Segment Start: SUPPLIED INFORMATION

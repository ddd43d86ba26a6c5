//! Scripted collaborators for scheduler tests.

use std::collections::{HashSet, VecDeque};
use std::sync::Mutex;
use std::sync::atomic::{AtomicBool, Ordering};
use std::time::Duration;

use async_trait::async_trait;
use courier_core::config::{CourierConfig, PacingConfig};
use courier_core::error::{CourierError, Result};
use courier_core::traits::{ChannelDirectory, DeliverySink, QueueSource, SendGateway};
use courier_core::types::{
    ChannelCredential, DeliveryReport, DirectoryEntry, Job, MessageId, QueueSnapshot, SendOutcome,
};
use serde_json::json;
use tokio::time::Instant;

use crate::ledger::LedgerBackend;

/// Deterministic pacing: typing 1s + 100ms/word, pace 2s, cooldown 2s.
pub fn fixed_pacing() -> PacingConfig {
    PacingConfig {
        max_messages_per_channel: 7,
        message_pace_min_ms: 2_000,
        message_pace_max_ms: 2_000,
        extended_pause_probability: 0.0,
        extended_pause_min_ms: 10_000,
        extended_pause_max_ms: 10_000,
        occasional_break_probability: 0.0,
        occasional_break_min_ms: 60_000,
        occasional_break_max_ms: 60_000,
        reading_min_ms: 1_000,
        reading_max_ms: 1_000,
        writing_min_ms: 0,
        writing_max_ms: 0,
        per_word_min_ms: 100,
        per_word_max_ms: 100,
    }
}

pub fn test_config() -> CourierConfig {
    let mut config = CourierConfig::default();
    config.pacing = fixed_pacing();
    config.retry.retry_delay_min_ms = 3_000;
    config.retry.retry_delay_max_ms = 3_000;
    config.send.timeout_ms = 30_000;
    config
}

pub fn record(id: MessageId, destination: &str, body: &str) -> serde_json::Value {
    json!({"id": id, "destination": destination, "body": body})
}

pub fn open(name: &str) -> DirectoryEntry {
    DirectoryEntry {
        name: name.into(),
        credential: format!("{name}-token"),
        connection_status: "open".into(),
    }
}

/// Poll until `check` holds or `limit` of (paused) time elapses.
pub async fn wait_for<F: Fn() -> bool>(check: F, limit: Duration) -> bool {
    let deadline = Instant::now() + limit;
    while Instant::now() < deadline {
        if check() {
            return true;
        }
        tokio::time::sleep(Duration::from_millis(100)).await;
    }
    check()
}

// ─── Ledger ─────────────────────────────────────────────────

/// Loads empty and refuses every write.
pub struct FailingBackend;

impl LedgerBackend for FailingBackend {
    fn kind(&self) -> &'static str {
        "failing"
    }

    fn load(&mut self) -> Result<HashSet<MessageId>> {
        Ok(HashSet::new())
    }

    fn append(&mut self, _id: MessageId, _all: &HashSet<MessageId>) -> Result<()> {
        Err(CourierError::Ledger("disk full".into()))
    }
}

// ─── Queue Source ───────────────────────────────────────────

pub struct FakeQueue {
    listing: Mutex<std::result::Result<QueueSnapshot, String>>,
}

impl FakeQueue {
    pub fn new(records: Vec<serde_json::Value>) -> Self {
        let queue = Self {
            listing: Mutex::new(Ok(QueueSnapshot::Empty)),
        };
        queue.set(records);
        queue
    }

    pub fn set(&self, records: Vec<serde_json::Value>) {
        *self.listing.lock().unwrap() = Ok(QueueSnapshot::Records(records));
    }

    /// Answer with the "no records" indicator.
    pub fn report_none(&self) {
        *self.listing.lock().unwrap() = Ok(QueueSnapshot::Empty);
    }

    pub fn fail(&self, reason: &str) {
        *self.listing.lock().unwrap() = Err(reason.to_string());
    }
}

#[async_trait]
impl QueueSource for FakeQueue {
    fn name(&self) -> &str {
        "fake-queue"
    }

    async fn fetch(&self) -> Result<QueueSnapshot> {
        self.listing
            .lock()
            .unwrap()
            .clone()
            .map_err(CourierError::SourceUnavailable)
    }
}

// ─── Channel Directory ──────────────────────────────────────

pub struct FakeDirectory {
    entries: Mutex<Option<Vec<DirectoryEntry>>>,
}

impl FakeDirectory {
    pub fn new(entries: Vec<DirectoryEntry>) -> Self {
        Self {
            entries: Mutex::new(Some(entries)),
        }
    }

    pub fn set(&self, entries: Vec<DirectoryEntry>) {
        *self.entries.lock().unwrap() = Some(entries);
    }

    pub fn fail(&self) {
        *self.entries.lock().unwrap() = None;
    }
}

#[async_trait]
impl ChannelDirectory for FakeDirectory {
    fn name(&self) -> &str {
        "fake-directory"
    }

    async fn fetch(&self) -> Result<Vec<DirectoryEntry>> {
        self.entries
            .lock()
            .unwrap()
            .clone()
            .ok_or_else(|| CourierError::SourceUnavailable("directory down".into()))
    }
}

// ─── Send Gateway ───────────────────────────────────────────

#[derive(Debug, Clone, Copy)]
pub enum Step {
    Status(u16),
    /// Never answers; only the executor timeout ends the call.
    Hang,
}

#[derive(Debug, Clone)]
pub struct GatewayCall {
    pub channel: String,
    pub message_id: MessageId,
    pub started: Instant,
}

/// Replays scripted steps in order, then answers 200.
pub struct ScriptedGateway {
    script: Mutex<VecDeque<Step>>,
    calls: Mutex<Vec<GatewayCall>>,
    active: Mutex<HashSet<String>>,
    overlap: AtomicBool,
    latency: Duration,
}

impl ScriptedGateway {
    pub fn new(steps: Vec<Step>) -> Self {
        Self {
            script: Mutex::new(steps.into()),
            calls: Mutex::new(Vec::new()),
            active: Mutex::new(HashSet::new()),
            overlap: AtomicBool::new(false),
            latency: Duration::from_millis(200),
        }
    }

    pub fn calls(&self) -> Vec<GatewayCall> {
        self.calls.lock().unwrap().clone()
    }

    pub fn calls_for(&self, id: MessageId) -> usize {
        self.calls().iter().filter(|c| c.message_id == id).count()
    }

    /// Whether two sends ever ran at once on the same channel.
    pub fn saw_overlap(&self) -> bool {
        self.overlap.load(Ordering::SeqCst)
    }
}

struct ActiveGuard<'a> {
    active: &'a Mutex<HashSet<String>>,
    channel: String,
}

impl Drop for ActiveGuard<'_> {
    fn drop(&mut self) {
        self.active.lock().unwrap().remove(&self.channel);
    }
}

#[async_trait]
impl SendGateway for ScriptedGateway {
    fn name(&self) -> &str {
        "scripted"
    }

    async fn send(&self, channel: &ChannelCredential, job: &Job) -> SendOutcome {
        self.calls.lock().unwrap().push(GatewayCall {
            channel: channel.name.clone(),
            message_id: job.id,
            started: Instant::now(),
        });
        if !self.active.lock().unwrap().insert(channel.name.clone()) {
            self.overlap.store(true, Ordering::SeqCst);
        }
        let _guard = ActiveGuard {
            active: &self.active,
            channel: channel.name.clone(),
        };

        let step = self.script.lock().unwrap().pop_front();
        tokio::time::sleep(self.latency).await;
        match step.unwrap_or(Step::Status(200)) {
            Step::Status(code) => SendOutcome::from_status(code, format!("scripted {code}")),
            Step::Hang => {
                std::future::pending::<()>().await;
                SendOutcome::Transient {
                    reason: "unreachable".into(),
                }
            }
        }
    }
}

// ─── Delivery Sink ──────────────────────────────────────────

#[derive(Default)]
pub struct RecordingSink {
    reports: Mutex<Vec<DeliveryReport>>,
    failing: AtomicBool,
}

impl RecordingSink {
    pub fn new() -> Self {
        Self::default()
    }

    pub fn failing() -> Self {
        let sink = Self::default();
        sink.failing.store(true, Ordering::SeqCst);
        sink
    }

    pub fn reports(&self) -> Vec<DeliveryReport> {
        self.reports.lock().unwrap().clone()
    }

    pub fn reports_for(&self, id: MessageId) -> Vec<DeliveryReport> {
        self.reports()
            .into_iter()
            .filter(|r| r.message_id == id)
            .collect()
    }
}

#[async_trait]
impl DeliverySink for RecordingSink {
    fn name(&self) -> &str {
        "recording"
    }

    async fn confirm(&self, report: &DeliveryReport) -> Result<()> {
        self.reports.lock().unwrap().push(report.clone());
        if self.failing.load(Ordering::SeqCst) {
            return Err(CourierError::Sink("sink offline".into()));
        }
        Ok(())
    }
}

Segment End: SUPPLIED INFORMATION

* _EXERCISE AIM_: Would you please show every line of the material above that includes the string "DeliverySink"?

* _ANSWER_:
use courier_core::traits::{ChannelDirectory, DeliverySink, QueueSource, SendGateway};
impl DeliverySink for RecordingSink {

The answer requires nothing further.